A Game Theoretic Approach to Multi-agent Systems in Highly Dynamic, Information-sparse, Role Assignment Scenarios

Open Access
- Author:
- Wray, Kyle Hollins
- Graduate Program:
- Computer Science and Engineering
- Degree:
- Master of Science
- Document Type:
- Master Thesis
- Date of Defense:
- November 01, 2012
- Committee Members:
- Vijaykrishnan Narayanan, Thesis Advisor/Co-Advisor
Benjamin Berry Thompson, Thesis Advisor/Co-Advisor - Keywords:
- Multiagent Systems
Game Theory
Fictitious Play
Anti-Coordination Games
Predator Prey
Uncertainty
Robotics
Cooperation - Abstract:
- The wide array of problems found in the field of Multi-Agent Systems (MAS) require rapid coordination toward a desired system state amidst the often limited and inaccurate information observed by the agents within. This thesis investigates the conditions surrounding this kind of emergent coordination.
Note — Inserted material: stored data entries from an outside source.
//! Keypair management for token signing.
//!
//! Keys live on disk as two raw files inside a key directory:
//! `private.key` (32-byte Ed25519 seed, mode 0600) and `public.key`
//! (32-byte Ed25519 verification key, mode 0644). Both exist or neither.

use crate::error::TokenError;
use biscuit_auth::{Algorithm, KeyPair, PrivateKey, PublicKey};
use rand::TryRngCore;
use rand::rngs::OsRng;
use std::fmt;
use std::fs;
use std::io::Write;
use std::path::Path;
use tempfile::NamedTempFile;

/// File name of the signing key inside the key directory.
pub const PRIVATE_KEY_FILE: &str = "private.key";
/// File name of the verification key inside the key directory.
pub const PUBLIC_KEY_FILE: &str = "public.key";
/// Ed25519 private key (seed) length in bytes.
pub const PRIVATE_KEY_SIZE: usize = 32;
/// Ed25519 public key length in bytes.
pub const PUBLIC_KEY_SIZE: usize = 32;

const PRIVATE_KEY_MODE: u32 = 0o600;
const PUBLIC_KEY_MODE: u32 = 0o644;

/// An immutable Ed25519 keypair used to sign and verify tokens.
pub struct KeyStore {
    keypair: KeyPair,
    public_key: PublicKey,
    public_key_bytes: Vec<u8>,
}

impl fmt::Debug for KeyStore {
    fn fmt(&self, f: &mut fmt::Formatter<'_>) -> fmt::Result {
        f.debug_struct("KeyStore")
            .field("public_key", &hex::encode(&self.public_key_bytes))
            .finish_non_exhaustive()
    }
}

impl KeyStore {
    /// Make sure a keypair exists in `dir`, generating one if the directory has none.
    ///
    /// Existing keys are never overwritten. A directory holding only one of the
    /// two key files is a misconfiguration and fails.
    pub fn ensure(dir: &Path) -> Result<(), TokenError> {
        let private_path = dir.join(PRIVATE_KEY_FILE);
        let public_path = dir.join(PUBLIC_KEY_FILE);

        match (private_path.exists(), public_path.exists()) {
            (true, true) => return Ok(()),
            (false, false) => {}
            (true, false) => {
                return Err(TokenError::key_io(
                    &public_path,
                    "public key is missing but private key exists",
                ));
            }
            (false, true) => {
                return Err(TokenError::key_io(
                    &private_path,
                    "private key is missing but public key exists",
                ));
            }
        }

        fs::create_dir_all(dir).map_err(|e| {
            TokenError::key_io(dir, format!("failed to create key directory: {e}"))
        })?;

        let private_bytes = random_seed(dir)?;
        let keypair = keypair_from_seed(dir, &private_bytes)?;
        let public_bytes = keypair.public().to_bytes().to_vec();

        // Both temp files are fully written before either becomes visible.
        let private_tmp = write_temp(dir, &private_bytes, PRIVATE_KEY_MODE)?;
        let public_tmp = write_temp(dir, &public_bytes, PUBLIC_KEY_MODE)?;
        persist(private_tmp, &private_path)?;
        persist(public_tmp, &public_path)?;

        tracing::info!(dir = %dir.display(), "generated new signing keypair");
        Ok(())
    }

    /// Load a keypair from `dir`, checking sizes and that the two keys belong together.
    pub fn load(dir: &Path) -> Result<Self, TokenError> {
        let private_bytes = read_key(&dir.join(PRIVATE_KEY_FILE), PRIVATE_KEY_SIZE, "private")?;
        let public_bytes = read_key(&dir.join(PUBLIC_KEY_FILE), PUBLIC_KEY_SIZE, "public")?;

        let keypair = keypair_from_seed(dir, &private_bytes)?;
        let public_key = keypair.public();
        if public_key.to_bytes().to_vec() != public_bytes {
            return Err(TokenError::key_io(
                dir.join(PUBLIC_KEY_FILE),
                "public key does not match private key",
            ));
        }

        tracing::debug!(dir = %dir.display(), "loaded signing keypair");
        Ok(Self {
            keypair,
            public_key,
            public_key_bytes: public_bytes,
        })
    }

    /// Ensure then load: the usual way to get keys at startup.
    pub fn open(dir: &Path) -> Result<Self, TokenError> {
        Self::ensure(dir)?;
        Self::load(dir)
    }

    /// Generate a keypair that only lives in memory.
    pub fn generate() -> Result<Self, TokenError> {
        let origin = Path::new("<memory>");
        let seed = random_seed(origin)?;
        let keypair = keypair_from_seed(origin, &seed)?;
        let public_key = keypair.public();
        let public_key_bytes = public_key.to_bytes().to_vec();

        Ok(Self {
            keypair,
            public_key,
            public_key_bytes,
        })
    }

    /// The verification key.
    pub fn public_key(&self) -> PublicKey {
        self.public_key.clone()
    }

    /// Raw verification key bytes, as stored in `public.key`.
    pub fn public_key_bytes(&self) -> &[u8] {
        &self.public_key_bytes
    }

    pub(crate) fn keypair(&self) -> &KeyPair {
        &self.keypair
    }
}

fn random_seed(origin: &Path) -> Result<[u8; PRIVATE_KEY_SIZE], TokenError> {
    let mut bytes = [0u8; PRIVATE_KEY_SIZE];
    OsRng
        .try_fill_bytes(&mut bytes)
        .map_err(|e| TokenError::key_io(origin, format!("failed to generate keys: {e}")))?;
    Ok(bytes)
}

fn keypair_from_seed(origin: &Path, seed: &[u8]) -> Result<KeyPair, TokenError> {
    let private_key = PrivateKey::from_bytes(seed, Algorithm::Ed25519)
        .map_err(|e| TokenError::key_io(origin, format!("invalid private key: {e}")))?;
    Ok(KeyPair::from(&private_key))
}

fn read_key(path: &Path, expected: usize, label: &str) -> Result<Vec<u8>, TokenError> {
    let bytes = fs::read(path)
        .map_err(|e| TokenError::key_io(path, format!("failed to read {label} key: {e}")))?;

    if bytes.len() != expected {
        return Err(TokenError::key_io(
            path,
            format!(
                "invalid {label} key size: expected {expected}, got {}",
                bytes.len()
            ),
        ));
    }

    Ok(bytes)
}

fn write_temp(dir: &Path, bytes: &[u8], mode: u32) -> Result<NamedTempFile, TokenError> {
    let mut tmp = NamedTempFile::new_in(dir)
        .map_err(|e| TokenError::key_io(dir, format!("failed to create key file: {e}")))?;

    tmp.write_all(bytes)
        .and_then(|_| tmp.as_file().sync_all())
        .map_err(|e| TokenError::key_io(tmp.path(), format!("failed to write key: {e}")))?;

    set_mode(&tmp, mode)?;
    Ok(tmp)
}

#[cfg(unix)]
fn set_mode(tmp: &NamedTempFile, mode: u32) -> Result<(), TokenError> {
    use std::os::unix::fs::PermissionsExt;

    tmp.as_file()
        .set_permissions(fs::Permissions::from_mode(mode))
        .map_err(|e| TokenError::key_io(tmp.path(), format!("failed to set key permissions: {e}")))
}

#[cfg(not(unix))]
fn set_mode(_tmp: &NamedTempFile, _mode: u32) -> Result<(), TokenError> {
    Ok(())
}

fn persist(tmp: NamedTempFile, path: &Path) -> Result<(), TokenError> {
    tmp.persist_noclobber(path)
        .map_err(|e| TokenError::key_io(path, format!("failed to write key: {}", e.error)))?;
    Ok(())
}

#[cfg(test)]
mod tests {
    use super::*;
    use tempfile::tempdir;

    #[test]
    fn test_ensure_creates_two_fixed_size_files() {
        let dir = tempdir().unwrap();
        let key_dir = dir.path().join("keys");

        KeyStore::ensure(&key_dir).unwrap();

        let mut names: Vec<_> = fs::read_dir(&key_dir)
            .unwrap()
            .map(|e| e.unwrap().file_name().into_string().unwrap())
            .collect();
        names.sort();
        assert_eq!(names, vec![PRIVATE_KEY_FILE, PUBLIC_KEY_FILE]);

        let private = fs::read(key_dir.join(PRIVATE_KEY_FILE)).unwrap();
        let public = fs::read(key_dir.join(PUBLIC_KEY_FILE)).unwrap();
        assert_eq!(private.len(), PRIVATE_KEY_SIZE);
        assert_eq!(public.len(), PUBLIC_KEY_SIZE);
    }

    #[test]
    fn test_ensure_is_idempotent() {
        let dir = tempdir().unwrap();
        KeyStore::ensure(dir.path()).unwrap();
        let private = fs::read(dir.path().join(PRIVATE_KEY_FILE)).unwrap();
        let public = fs::read(dir.path().join(PUBLIC_KEY_FILE)).unwrap();

        KeyStore::ensure(dir.path()).unwrap();

        assert_eq!(fs::read(dir.path().join(PRIVATE_KEY_FILE)).unwrap(), private);
        assert_eq!(fs::read(dir.path().join(PUBLIC_KEY_FILE)).unwrap(), public);
        assert_eq!(fs::read_dir(dir.path()).unwrap().count(), 2);
    }

    #[test]
    fn test_open_loads_generated_keys() {
        let dir = tempdir().unwrap();
        let store = KeyStore::open(dir.path()).unwrap();
        let public = fs::read(dir.path().join(PUBLIC_KEY_FILE)).unwrap();
        assert_eq!(store.public_key_bytes(), public.as_slice());

        let reloaded = KeyStore::load(dir.path()).unwrap();
        assert_eq!(reloaded.public_key_bytes(), store.public_key_bytes());
    }

    #[test]
    fn test_partial_key_directory_is_rejected() {
        let dir = tempdir().unwrap();
        KeyStore::ensure(dir.path()).unwrap();
        fs::remove_file(dir.path().join(PUBLIC_KEY_FILE)).unwrap();

        let err = KeyStore::ensure(dir.path()).unwrap_err();
        assert!(matches!(err, TokenError::KeyIo { .. }));
        assert!(!dir.path().join(PUBLIC_KEY_FILE).exists());
    }

    #[test]
    fn test_load_rejects_wrong_key_size() {
        let dir = tempdir().unwrap();
        KeyStore::ensure(dir.path()).unwrap();
        fs::write(dir.path().join(PRIVATE_KEY_FILE), [7u8; 64]).unwrap();

        let err = KeyStore::load(dir.path()).unwrap_err();
        match err {
            TokenError::KeyIo { message, .. } => {
                assert!(message.contains("expected 32, got 64"), "{message}")
            }
            other => panic!("unexpected error: {other:?}"),
        }
    }

    #[test]
    fn test_load_rejects_mismatched_pair() {
        let first = tempdir().unwrap();
        let second = tempdir().unwrap();
        KeyStore::ensure(first.path()).unwrap();
        KeyStore::ensure(second.path()).unwrap();
        fs::copy(
            second.path().join(PUBLIC_KEY_FILE),
            first.path().join(PUBLIC_KEY_FILE),
        )
        .unwrap();

        let err = KeyStore::load(first.path()).unwrap_err();
        assert!(matches!(err, TokenError::KeyIo { .. }));
    }

    #[test]
    fn test_load_missing_directory() {
        let dir = tempdir().unwrap();
        let err = KeyStore::load(&dir.path().join("nope")).unwrap_err();
        assert!(matches!(err, TokenError::KeyIo { .. }));
    }

    #[cfg(unix)]
    #[test]
    fn test_key_file_permissions() {
        use std::os::unix::fs::PermissionsExt;

        let dir = tempdir().unwrap();
        KeyStore::ensure(dir.path()).unwrap();

        let mode = |name: &str| {
            fs::metadata(dir.path().join(name))
                .unwrap()
                .permissions()
                .mode()
                & 0o777
        };
        assert_eq!(mode(PRIVATE_KEY_FILE), 0o600);
        assert_eq!(mode(PUBLIC_KEY_FILE), 0o644);
    }

    #[test]
    fn test_generate_in_memory() {
        let a = KeyStore::generate().unwrap();
        let b = KeyStore::generate().unwrap();
        assert_eq!(a.public_key_bytes().len(), PUBLIC_KEY_SIZE);
        assert_ne!(a.public_key_bytes(), b.public_key_bytes());
    }
}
We focus primarily on a problem entitled Defender and provide a solution that leverages game theory in its agents' construction. Defender is a multi-predator multi-prey problem in which the predators seek to capture as many prey as possible before any of the prey reach their haven. The problem itself is a continuous noisy version of scenarios found throughout the MAS literature, particularly in the RoboCup, an annual robotic soccer competition. As such, it defines two sides as goal regions with its agents restricted to observational noise and a limited field of view. It specifically examines dynamically changing versions of learning algorithms like fictitious play, rational learning, and regret matching, in addition to baseline algorithms following minimax regret and greedy strategies. These algorithms operate in an anti-coordination game, which only rewards agents that select different actions from one another. Furthermore, this thesis presents optimizations to these algorithms and tests their robustness in ad hoc team scenarios. Results show that fictitious play outperforms all other algorithms and tends toward strong cooperative behavior. In order to improve the algorithms in these kinds of problems, we also developed an adaptive communication architecture. The Distributed Communication Architecture (DCA) algorithm addresses the common issue found in real-world systems, specifically the message passing structure between agents. It is able to dynamically assign time slots to agents in a completely distributed manner. We apply this algorithm to Defender and show that while communication is not required to achieve emergent cooperation, it can improve the quality of agent's observations and subsequent decisions. Overall, this thesis investigates these primary topics to address the problem of constructing a team of agents seeking to cooperatively behave in a highly dynamic environment.